• [YOUR GOAL]
Below is a set of records. Please retype every one exactly.

[Stored items]
● ● ● ●
//! Typewriter animation for the composer's placeholder text.
//!
//! [`PlaceholderAnimator`] is the pure state machine: it types the current
//! phrase one character at a time, pauses, erases it faster, then moves to the
//! next phrase, forever. [`Placeholder`] drives it with one tokio timer at a
//! time. Every armed timer carries a generation number; re-arming or
//! unmounting aborts the outstanding timer, and a tick that still arrives with
//! an old generation is ignored, so no step ever runs against a replaced
//! snapshot.

use std::time::Duration;

use tokio::task::JoinHandle;

use crate::app_event::ComposerEvent;
use crate::app_event_sender::ComposerEventSender;
use crate::config::PlaceholderTiming;
use crate::error::ComposerError;

/// Text shown in front of the animated phrase.
pub const PLACEHOLDER_PREFIX: &str = "Create a ";

#[derive(Debug, Clone)]
pub struct PlaceholderAnimator {
    phrases: Vec<String>,
    timing: PlaceholderTiming,
    phrase_index: usize,
    /// Length of the visible prefix, in chars.
    visible_chars: usize,
    typing: bool,
}

impl PlaceholderAnimator {
    pub fn new(phrases: Vec<String>, timing: PlaceholderTiming) -> Result<Self, ComposerError> {
        if phrases.is_empty() {
            return Err(ComposerError::EmptyPlaceholderPhrases);
        }
        Ok(Self {
            phrases,
            timing,
            phrase_index: 0,
            visible_chars: 0,
            typing: true,
        })
    }

    pub fn phrase_index(&self) -> usize {
        self.phrase_index
    }

    pub fn is_typing(&self) -> bool {
        self.typing
    }

    pub fn current_phrase(&self) -> &str {
        &self.phrases[self.phrase_index]
    }

    /// The currently visible prefix of [`Self::current_phrase`].
    pub fn visible_text(&self) -> &str {
        prefix_chars(self.current_phrase(), self.visible_chars)
    }

    /// The full placeholder string to render, e.g. `Create a todo li`.
    pub fn prompt(&self) -> String {
        format!("{PLACEHOLDER_PREFIX}{}", self.visible_text())
    }

    /// How long to wait before the next [`Self::step`].
    pub fn next_delay(&self) -> Duration {
        let full = self.visible_chars >= self.phrase_chars();
        match (self.typing, full, self.visible_chars == 0) {
            (true, false, _) => self.timing.type_interval,
            (true, true, _) => self.timing.pause,
            (false, _, false) => self.timing.erase_interval,
            (false, _, true) => Duration::ZERO,
        }
    }

    /// Apply exactly one transition.
    pub fn step(&mut self) {
        if self.typing {
            if self.visible_chars < self.phrase_chars() {
                self.visible_chars += 1;
            } else {
                self.typing = false;
            }
        } else if self.visible_chars > 0 {
            self.visible_chars -= 1;
        } else {
            self.phrase_index = (self.phrase_index + 1) % self.phrases.len();
            self.typing = true;
        }
    }

    fn phrase_chars(&self) -> usize {
        self.current_phrase().chars().count()
    }
}

fn prefix_chars(text: &str, chars: usize) -> &str {
    match text.char_indices().nth(chars) {
        Some((end, _)) => &text[..end],
        None => text,
    }
}

struct PlaceholderTicker {
    pending: JoinHandle<()>,
}

impl PlaceholderTicker {
    fn arm(tx: ComposerEventSender, delay: Duration, generation: u64) -> Self {
        let pending = tokio::spawn(async move {
            tokio::time::sleep(delay).await;
            tx.send(ComposerEvent::PlaceholderTick { generation });
        });
        Self { pending }
    }
}

impl Drop for PlaceholderTicker {
    fn drop(&mut self) {
        self.pending.abort();
    }
}

/// A [`PlaceholderAnimator`] plus the timer that advances it while mounted.
pub struct Placeholder {
    animator: PlaceholderAnimator,
    tx: Option<ComposerEventSender>,
    ticker: Option<PlaceholderTicker>,
    generation: u64,
}

impl Placeholder {
    pub fn new(animator: PlaceholderAnimator) -> Self {
        Self {
            animator,
            tx: None,
            ticker: None,
            generation: 0,
        }
    }

    pub fn animator(&self) -> &PlaceholderAnimator {
        &self.animator
    }

    pub fn is_mounted(&self) -> bool {
        self.tx.is_some()
    }

    /// Start animating. Must be called from within a tokio runtime.
    pub fn mount(&mut self, tx: ComposerEventSender) {
        if self.is_mounted() {
            return;
        }
        self.tx = Some(tx);
        self.rearm();
    }

    /// Stop animating and cancel the outstanding timer.
    pub fn unmount(&mut self) {
        self.ticker = None;
        self.tx = None;
    }

    /// Apply a due tick. Returns whether the visible state changed.
    pub(crate) fn on_tick(&mut self, generation: u64) -> bool {
        if !self.is_mounted() || generation != self.generation {
            tracing::trace!(
                generation,
                current = self.generation,
                "ignoring stale placeholder tick"
            );
            return false;
        }
        self.animator.step();
        self.rearm();
        true
    }

    fn rearm(&mut self) {
        // Dropping the previous ticker aborts it before the new one exists.
        self.ticker = None;
        let Some(tx) = self.tx.clone() else {
            return;
        };
        self.generation = self.generation.wrapping_add(1);
        self.ticker = Some(PlaceholderTicker::arm(
            tx,
            self.animator.next_delay(),
            self.generation,
        ));
    }
}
● ● ● ●
• [SOLUTION TO THIS EXERCISE]
//! Typewriter animation for the composer's placeholder text.
//!
//! [`PlaceholderAnimator`] is the pure state machine: it types the current
//! phrase one character at a time, pauses, erases it faster, then moves to the
//! next phrase, forever. [`Placeholder`] drives it with one tokio timer at a
//! time. Every armed timer carries a generation number; re-arming or
//! unmounting aborts the outstanding timer, and a tick that still arrives with
//! an old generation is ignored, so no step ever runs against a replaced
//! snapshot.

use std::time::Duration;

use tokio::task::JoinHandle;

use crate::app_event::ComposerEvent;
use crate::app_event_sender::ComposerEventSender;
use crate::config::PlaceholderTiming;
use crate::error::ComposerError;

/// Text shown in front of the animated phrase.
pub const PLACEHOLDER_PREFIX: &str = "Create a ";

#[derive(Debug, Clone)]
pub struct PlaceholderAnimator {
    phrases: Vec<String>,
    timing: PlaceholderTiming,
    phrase_index: usize,
    /// Length of the visible prefix, in chars.
    visible_chars: usize,
    typing: bool,
}

impl PlaceholderAnimator {
    pub fn new(phrases: Vec<String>, timing: PlaceholderTiming) -> Result<Self, ComposerError> {
        if phrases.is_empty() {
            return Err(ComposerError::EmptyPlaceholderPhrases);
        }
        Ok(Self {
            phrases,
            timing,
            phrase_index: 0,
            visible_chars: 0,
            typing: true,
        })
    }

    pub fn phrase_index(&self) -> usize {
        self.phrase_index
    }

    pub fn is_typing(&self) -> bool {
        self.typing
    }

    pub fn current_phrase(&self) -> &str {
        &self.phrases[self.phrase_index]
    }

    /// The currently visible prefix of [`Self::current_phrase`].
    pub fn visible_text(&self) -> &str {
        prefix_chars(self.current_phrase(), self.visible_chars)
    }

    /// The full placeholder string to render, e.g. `Create a todo li`.
    pub fn prompt(&self) -> String {
        format!("{PLACEHOLDER_PREFIX}{}", self.visible_text())
    }

    /// How long to wait before the next [`Self::step`].
    pub fn next_delay(&self) -> Duration {
        let full = self.visible_chars >= self.phrase_chars();
        match (self.typing, full, self.visible_chars == 0) {
            (true, false, _) => self.timing.type_interval,
            (true, true, _) => self.timing.pause,
            (false, _, false) => self.timing.erase_interval,
            (false, _, true) => Duration::ZERO,
        }
    }

    /// Apply exactly one transition.
    pub fn step(&mut self) {
        if self.typing {
            if self.visible_chars < self.phrase_chars() {
                self.visible_chars += 1;
            } else {
                self.typing = false;
            }
        } else if self.visible_chars > 0 {
            self.visible_chars -= 1;
        } else {
            self.phrase_index = (self.phrase_index + 1) % self.phrases.len();
            self.typing = true;
        }
    }

    fn phrase_chars(&self) -> usize {
        self.current_phrase().chars().count()
    }
}

fn prefix_chars(text: &str, chars: usize) -> &str {
    match text.char_indices().nth(chars) {
        Some((end, _)) => &text[..end],
        None => text,
    }
}

struct PlaceholderTicker {
    pending: JoinHandle<()>,
}

impl PlaceholderTicker {
    fn arm(tx: ComposerEventSender, delay: Duration, generation: u64) -> Self {
        let pending = tokio::spawn(async move {
            tokio::time::sleep(delay).await;
            tx.send(ComposerEvent::PlaceholderTick { generation });
        });
        Self { pending }
    }
}

impl Drop for PlaceholderTicker {
    fn drop(&mut self) {
        self.pending.abort();
    }
}

/// A [`PlaceholderAnimator`] plus the timer that advances it while mounted.
pub struct Placeholder {
    animator: PlaceholderAnimator,
    tx: Option<ComposerEventSender>,
    ticker: Option<PlaceholderTicker>,
    generation: u64,
}

impl Placeholder {
    pub fn new(animator: PlaceholderAnimator) -> Self {
        Self {
            animator,
            tx: None,
            ticker: None,
            generation: 0,
        }
    }

    pub fn animator(&self) -> &PlaceholderAnimator {
        &self.animator
    }

    pub fn is_mounted(&self) -> bool {
        self.tx.is_some()
    }

    /// Start animating. Must be called from within a tokio runtime.
    pub fn mount(&mut self, tx: ComposerEventSender) {
        if self.is_mounted() {
            return;
        }
        self.tx = Some(tx);
        self.rearm();
    }

    /// Stop animating and cancel the outstanding timer.
    pub fn unmount(&mut self) {
        self.ticker = None;
        self.tx = None;
    }

    /// Apply a due tick. Returns whether the visible state changed.
    pub(crate) fn on_tick(&mut self, generation: u64) -> bool {
        if !self.is_mounted() || generation != self.generation {
            tracing::trace!(
                generation,
                current = self.generation,
                "ignoring stale placeholder tick"
            );
            return false;
        }
        self.animator.step();
        self.rearm();
        true
    }

    fn rearm(&mut self) {
        // Dropping the previous ticker aborts it before the new one exists.
        self.ticker = None;
        let Some(tx) = self.tx.clone() else {
            return;
        };
        self.generation = self.generation.wrapping_add(1);
        self.ticker = Some(PlaceholderTicker::arm(
            tx,
            self.animator.next_delay(),
            self.generation,
        ));
    }
}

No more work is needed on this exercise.